Coaching e Mentoring per sostenere lo Smart working

15 Settembre 2021
Coaching e Mentoring per sostenere lo Smart working

Dopo oltre un anno e mezzo di pandemia, lo Smart Working e le sue evoluzioni nel corso di questi mesi sono ormai nella prassi consolidata della maggior parte dei lavoratori. Ciò nonostante c’è ancora strada da fare perché ci si appropri pienamente delle nuove abitudini manageriali, perché tutti coloro che gestiscono risorse riescano a massimizzare la relazione da remoto con i propri collaboratori, riuscendo a coinvolgere il team, a supportare la gestione dello stress, a sostenere il gruppo come tale.
Una risorsa chiave in questo senso può essere rappresentata da attività di Coaching, Coaching individuale per supportare i Manager, Coaching di Team per “sostenere” i gruppi di lavoro.

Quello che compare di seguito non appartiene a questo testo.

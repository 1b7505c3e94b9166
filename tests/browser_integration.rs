// SPDX-License-Identifier: MPL-2.0
use image_browser::application::port::{FullscreenPort, HostError};
use image_browser::browser::testing::{HostCall, RecordingHost};
use image_browser::browser::{
    BrowserOptions, ImageBrowser, InputEvent, Key, Layout, Message, TouchPoint,
};
use image_browser::domain::gallery::{Image, ImageId};
use image_browser::notifications::Severity;

fn gallery(titles: &[&str]) -> Vec<Image> {
    titles
        .iter()
        .map(|title| Image::new(format!("{title}.jpg")).with_title(*title))
        .collect()
}

fn browser(titles: &[&str]) -> ImageBrowser<RecordingHost> {
    ImageBrowser::mount(gallery(titles), BrowserOptions::default(), RecordingHost::new())
}

fn selected_title(browser: &ImageBrowser<RecordingHost>) -> Option<String> {
    browser
        .state()
        .selected_image()
        .and_then(|image| image.title.clone())
}

fn press(browser: &mut ImageBrowser<RecordingHost>, key: Key) -> bool {
    browser.handle_input(InputEvent::KeyPressed(key))
}

/// Delivers the oldest armed ticket back to the browser.
fn fire(browser: &mut ImageBrowser<RecordingHost>) -> bool {
    match browser.host_mut().fire_next() {
        Some(ticket) => {
            browser.update(Message::SlideshowElapsed(ticket));
            true
        }
        None => false,
    }
}

#[test]
fn wraps_forward_and_backward_through_three_images() {
    let mut browser = browser(&["A", "B", "C"]);
    browser.update(Message::OpenOverlay);
    assert_eq!(browser.view_state().layout, Layout::Slides);
    assert_eq!(selected_title(&browser).as_deref(), Some("A"));

    let mut seen = Vec::new();
    for _ in 0..3 {
        browser.update(Message::Next);
        seen.push(selected_title(&browser).unwrap_or_default());
    }
    assert_eq!(seen, vec!["B", "C", "A"]);

    browser.update(Message::Previous);
    assert_eq!(selected_title(&browser).as_deref(), Some("C"));
    assert_eq!(browser.view_state().current_index, Some(3));
}

#[test]
fn n_steps_return_to_start_in_both_directions() {
    for n in 1..=6 {
        let titles: Vec<String> = (0..n).map(|i| format!("img{i}")).collect();
        let refs: Vec<&str> = titles.iter().map(String::as_str).collect();
        let mut browser = browser(&refs);
        browser.update(Message::OpenOverlay);

        for start in 0..n {
            browser.update(Message::Select(ImageId::new(start)));
            for _ in 0..n {
                browser.update(Message::Next);
            }
            assert_eq!(browser.view_state().selection, Some(ImageId::new(start)));
            for _ in 0..n {
                browser.update(Message::Previous);
            }
            assert_eq!(browser.view_state().selection, Some(ImageId::new(start)));
        }
    }
}

#[test]
fn previous_undoes_next_and_index_tracks_selection() {
    let mut browser = browser(&["A", "B", "C", "D"]);
    browser.update(Message::OpenOverlay);
    for start in 0..4 {
        browser.update(Message::Select(ImageId::new(start)));
        browser.update(Message::Next);
        let view = browser.view_state();
        assert_eq!(
            view.current_index,
            view.selection.map(|id| id.position() + 1)
        );
        browser.update(Message::Previous);
        assert_eq!(browser.view_state().selection, Some(ImageId::new(start)));
        assert_eq!(browser.view_state().current_index, Some(start + 1));
    }
}

#[test]
fn info_and_menu_are_never_both_open() {
    let mut browser = browser(&["A", "B"]);
    browser.update(Message::OpenOverlay);

    browser.update(Message::ToggleInfo);
    browser.update(Message::ToggleSlideshowMenu);
    let view = browser.view_state();
    assert!(!view.info_open);
    assert!(view.slideshow_menu_open);

    browser.update(Message::ToggleInfo);
    let view = browser.view_state();
    assert!(view.info_open);
    assert!(!view.slideshow_menu_open);
}

#[test]
fn escape_closes_one_layer_per_press() {
    let mut browser = browser(&["A", "B", "C"]);
    browser.handle_input(InputEvent::TriggerPressed);
    press(&mut browser, Key::Enter);
    press(&mut browser, Key::Character('p'));
    browser.update(Message::StartSlideshow { from: None });

    let view = browser.view_state();
    assert!(view.slideshow_active && view.slideshow_menu_open && view.fullscreen);

    press(&mut browser, Key::Escape);
    let view = browser.view_state();
    assert!(!view.slideshow_active);
    assert!(view.slideshow_menu_open);

    press(&mut browser, Key::Escape);
    let view = browser.view_state();
    assert!(!view.slideshow_menu_open);
    assert!(view.fullscreen);

    press(&mut browser, Key::Escape);
    let view = browser.view_state();
    assert!(!view.fullscreen);
    assert!(view.overlay_open);

    press(&mut browser, Key::Escape);
    assert!(!browser.view_state().overlay_open);
    assert!(!browser.host().is_scroll_locked());

    let before = browser.view_state();
    assert!(!press(&mut browser, Key::Escape));
    assert_eq!(browser.view_state(), before);
}

#[test]
fn escape_closes_info_before_fullscreen() {
    let mut browser = browser(&["A", "B"]);
    browser.update(Message::OpenOverlay);
    press(&mut browser, Key::Enter);
    press(&mut browser, Key::Character('i'));

    press(&mut browser, Key::Escape);
    let view = browser.view_state();
    assert!(!view.info_open);
    assert!(view.fullscreen);
}

#[test]
fn empty_gallery_refuses_to_open_with_one_warning() {
    let mut browser = browser(&[]);
    browser.update(Message::OpenOverlay);

    assert!(!browser.view_state().overlay_open);
    assert_eq!(browser.notifications().visible_count(), 1);
    let notice = browser.notifications().visible().next().map(|n| n.severity());
    assert_eq!(notice, Some(Severity::Warning));
    assert!(browser.host().calls().is_empty());
}

#[test]
fn pause_stops_advances_until_resume() {
    let mut browser = browser(&["A", "B", "C"]);
    browser.update(Message::OpenOverlay);
    browser.update(Message::StartSlideshow { from: None });
    assert_eq!(browser.host().armed().len(), 1);

    assert!(fire(&mut browser));
    assert_eq!(selected_title(&browser).as_deref(), Some("B"));
    assert_eq!(browser.host().armed().len(), 1);

    let stale = browser.host().armed()[0];
    press(&mut browser, Key::Space);
    assert!(browser.view_state().slideshow_paused);
    assert!(browser.host().armed().is_empty());

    // A delivery that raced the pause is ignored.
    browser.update(Message::SlideshowElapsed(stale));
    assert_eq!(selected_title(&browser).as_deref(), Some("B"));
    assert!(!fire(&mut browser));

    press(&mut browser, Key::Space);
    assert!(!browser.view_state().slideshow_paused);
    assert!(fire(&mut browser));
    assert_eq!(selected_title(&browser).as_deref(), Some("C"));
}

#[test]
fn start_from_image_then_stop_releases_fullscreen() {
    let mut browser = browser(&["A", "B", "C"]);
    browser.update(Message::OpenOverlay);
    browser.update(Message::StartSlideshow {
        from: Some(ImageId::new(2)),
    });
    browser.update(Message::TogglePlatformFullscreen);
    assert_eq!(selected_title(&browser).as_deref(), Some("C"));
    assert!(browser.host().is_fullscreen());

    browser.update(Message::StopSlideshow);
    let view = browser.view_state();
    assert!(!view.slideshow_active);
    assert!(!view.slideshow_paused);
    assert!(!browser.host().is_fullscreen());
    assert!(browser.host().armed().is_empty());
    assert!(view.overlay_open);
}

#[test]
fn toggle_reenters_after_platform_left_fullscreen() {
    let mut browser = browser(&["A", "B"]);
    browser.update(Message::OpenOverlay);
    browser.update(Message::TogglePlatformFullscreen);
    assert!(browser.host().is_fullscreen());

    // The user leaves fullscreen through the platform, not the browser.
    browser
        .host_mut()
        .exit_fullscreen()
        .expect("recording host never fails");
    browser.host_mut().clear();

    browser.update(Message::TogglePlatformFullscreen);
    assert_eq!(
        browser.host().calls(),
        &[HostCall::RequestFullscreen(browser.surface())]
    );
    assert!(browser.host().is_fullscreen());
    assert!(browser.presentation().is_platform_fullscreen());
}

#[test]
fn slideshow_ticks_leave_one_armed_ticket() {
    let mut browser = browser(&["A", "B", "C"]);
    browser.update(Message::OpenOverlay);
    browser.update(Message::StartSlideshow { from: None });
    for _ in 0..10 {
        assert!(fire(&mut browser));
        assert_eq!(browser.host().armed().len(), 1);
    }
    let delivered = browser
        .host()
        .calls()
        .iter()
        .filter(|call| matches!(call, HostCall::Delivered(_)))
        .count();
    assert_eq!(delivered, 10);
}

#[test]
fn slideshow_needs_an_open_overlay() {
    let mut browser = browser(&["A", "B"]);
    browser.update(Message::StartSlideshow { from: None });
    assert!(!browser.view_state().slideshow_active);
    assert!(browser.host().armed().is_empty());
}

#[test]
fn failed_platform_fullscreen_degrades_quietly() {
    let mut host = RecordingHost::new();
    host.fail_fullscreen_with(HostError::Unsupported);
    let mut browser = ImageBrowser::mount(gallery(&["A"]), BrowserOptions::default(), host);
    browser.update(Message::OpenOverlay);
    browser.update(Message::TogglePlatformFullscreen);

    assert!(!browser.presentation().is_platform_fullscreen());
    assert!(browser.view_state().overlay_open);

    browser.update(Message::CloseOverlay);
    assert!(!browser.host().is_scroll_locked());
}

#[test]
fn swipes_and_wheel_navigate() {
    let mut browser = browser(&["A", "B", "C"]);
    browser.update(Message::OpenOverlay);

    browser.handle_input(InputEvent::TouchStart(TouchPoint::new(300.0, 100.0)));
    browser.handle_input(InputEvent::TouchEnd(TouchPoint::new(100.0, 110.0)));
    assert_eq!(selected_title(&browser).as_deref(), Some("B"));

    browser.handle_input(InputEvent::Wheel { delta_y: -3.0 });
    assert_eq!(selected_title(&browser).as_deref(), Some("A"));

    browser.handle_input(InputEvent::TouchStart(TouchPoint::new(100.0, 300.0)));
    browser.handle_input(InputEvent::TouchEnd(TouchPoint::new(105.0, 100.0)));
    assert!(browser.view_state().info_open);
}

#[test]
fn selection_changes_scroll_the_visible_strip() {
    let mut browser = browser(&["A", "B", "C"]);
    browser.update(Message::OpenOverlay);
    browser.host_mut().clear();

    browser.update(Message::Next);
    assert!(browser.host().calls().iter().any(|call| matches!(
        call,
        HostCall::ScrollIntoView { image, .. } if *image == ImageId::new(1)
    )));
    let options = browser.host().last_scroll_options().expect("scrolled");
    assert!(options.smooth && options.centered);
}

#[test]
fn unmount_after_slideshow_and_fullscreen_releases_everything() {
    let mut browser = browser(&["A", "B"]);
    browser.update(Message::OpenOverlay);
    browser.update(Message::StartSlideshow { from: None });
    browser.update(Message::TogglePlatformFullscreen);
    browser.unmount();

    let host = browser.host();
    assert!(!host.is_scroll_locked());
    assert!(!host.is_fullscreen());
    assert!(host.armed().is_empty());
}

#[test]
fn thumbnail_click_opens_inline_grid_on_that_image() {
    let mut browser = browser(&["A", "B", "C"]);
    browser.handle_input(InputEvent::ThumbnailClicked(ImageId::new(1)));
    let view = browser.view_state();
    assert!(view.overlay_open);
    assert_eq!(view.current_index, Some(2));
}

Il Coaching, come chiaramente esprime il termine inglese utilizzato, è “allenamento”, è orientato a far crescere le persone, rafforzando la consapevolezza delle proprie competenze, migliorando la propria performance, costruendo sui propri punti di forza e valorizzando le potenzialità di ciascuno.
Il Coach può supportare i manager ed i team lavorando su diversi aspetti della relazione: può essere orientato alla definizione e raggiungimento degli obiettivi, alla gestione della relazione a distanza, alla comunicazione, al coinvolgimento di tutti i membri del team, alla gestione dello stress.
Secondo un modello formativo sviluppato negli anni 80 da McCall, Eichinger e Lombardo, noto come “70:20:10”, la capacità di apprendimento degli adulti avviene per il 70% nell’esperienza lavorativa diretta («fare»), il 20% è legato alle interazione con gli altri che avviene, ad esempio, attraverso, coaching e mentoring, il 10% dell’apprendimento è sviluppato con il training formale, in aula. Ed in particolare coaching e mentoring, sono particolarmente adatti allo sviluppo dello soft skills, fondamentali e con un ruolo chiave nella gestione dei team in smart working.

Anche il Mentoring infatti, da un punto di vista diverso, aiuta a sviluppare le soft skills. In questo caso non allenando le proprie capacità intrinseche grazie al supporto del Coach, ma facendo leva sulla condivisione dell’esperienza: il Mentor è una guida, un punto di riferimento, il Mentor mette a disposizione il proprio sapere, le proprie competenze e la propria esperienza per favorire la crescita personale e professionale del Mentee, condividendo i successi e i fallimenti. Il Mentor è una persona senior, ricca di esperienza con la quale però non si ha una relazione gerarchica, è una guida, che incoraggia, dà ispirazione e supporta una presa di coscienza delle proprie capacità, rafforzando l’autostima e la consapevolezza del Mentee.

Mentoring e Coaching possono dunque essere percorsi complementari in grado di supportare efficacemente lo sviluppo di manager e collaboratori, in particolare in questo periodo di relazioni più difficili, di rischio di alienazione, in un mondo da remoto al quale in parte ci siamo abituati ma che comincia ad incidere in maniera radicale e strutturale sulla nostra vita, allontanandoci sempre di più dalla vecchia “normalità”.